It goes without saying that we spend loads of effort on developing scripts for crawling, monitoring, extracting and fetching the necessary data and content related to the target task, and then even more effort on curating, cleaning and labeling (aka annotating) the collected datasets. Especially, content labelling is particularly challenging due to the subjective nature of the task, e.g. different people may perceive the same content as belonging to different categories, while there are additional issues in specific annotation tasks, e.g. when dealing with NSFW and disturbing content.
Putting all the above issues aside, a major challenge that we, scientists, face when dealing with data and content that has been sourced from online sources is its ephemeral nature. Online data and information may cease to be available at its source. For instance, YouTube users may opt to delete one or more of their previously uploaded videos for a variety of reasons. An even more common case is that the media platforms decide to take down content due to violation of their terms of service or copyright infringement. Such a case happened in April 2018 when YouTube removed 5 million videos on the basis of content violation.
To demonstrate the issue we face, we would like to share our experience and concerns regarding two datasets that we recently (2019) created to support research on the problem of online media verification:
- The Fake video corpus (FVC) , a dataset of verified and debunked user-generated videos from YouTube, Facebook and Twitter. The FVC dataset contained 200 fake video cases and 180 real video cases. Following a semi-automatic procedure, as described in , we collected 3,262 near duplicates of the above fake videos and 1,933 of the above real videos. By the time it was publicly released, February 2019, in total 5,575 videos from YouTube, Facebook and Twitter were available online.
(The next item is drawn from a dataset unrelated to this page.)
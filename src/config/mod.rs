//! Configuration models for limits and the event channel.

pub mod limits;

pub use limits::{EventsConfig, LimitConfig, TrackerConfig};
- The FIVR-200K  dataset was collected to simulate the problem of Fine-grained Incident Video Retrieval (FIVR). It offers a single means of evaluating several video retrieval tasks as special cases. The FIVR-200K, which was collected in March 2018, consisted of 225,960 YouTube videos. The videos were collected from January 1st 2013 to December 31st 2017 following the procedure described in .
|Total videos||Available videos (January 2020)||Unavailable videos|
For that reason, the unavailable videos had to be removed from the corresponding dataset releases. The issue of online content ephemerality concerns the research community since the effort to create such a dataset is large and the reproducibility of the corresponding experiments is really harmed. Potential solutions to the issue that we see adopted by the research community include the following among others:
- Release extracted features from the original media collection: This is a practice that is common in the computer vision and multimedia community. Given the prevalence of standard and widely used feature extractors, both manually crafted (SIFT, SURF) and neural network based (VGG, ResNet, Xception, etc.), it is still possible to perform a variety of interesting experiments when one has access to the extracted features and not the original content. On the downside, maintaining and distributing a variety of features from massive media collections is expensive in terms of storage and bandwidth, while the rapid development of new feature extractors is expected to soon make such releases obsolete.
- Release reduced versions of the original media collection: This involves the periodic updating of the original collection with the purpose of removing any media items that are not available online anymore. In cases where a sizeable portion of the original collection remains available, this is an acceptable approach. However, as became clear from our above discussion, large reductions (in the order of 20%) are very likely soon (one year) after a dataset is released. This is especially problematic when the original dataset contains low-frequency classes that are of interest to the target task.
- Retaining and privately sharing of the original collection: Even though this practice is in clear violation of most platforms’ Terms of Service and pertinent regulation (including Copyright Law and GDPR), we regularly see this happen among members of the research community. This is because it is the only approach that ensures full reproducibility of research based on the original collection. The fact that this practice is still common despite its lack of legal basis may be telltale of the researchers’ agony to ensure that their research remains reproducible and relevant in the long run.
 Papadopoulou, O., Zampoglou, M., Papadopoulos, S. & Kompatsiaris, I. (2019), “A corpus of debunked and verified user-generated videos”, Online Information Review, Vol. 43 No. 1, pp. 72-88.
 Kordopatis-Zilos, G., Papadopoulos, S., Patras, I., & Kompatsiaris, I. (2019), “FIVR: Fine-grained Incident Video Retrieval”. IEEE Transactions on Multimedia 21(10), 2638-2652.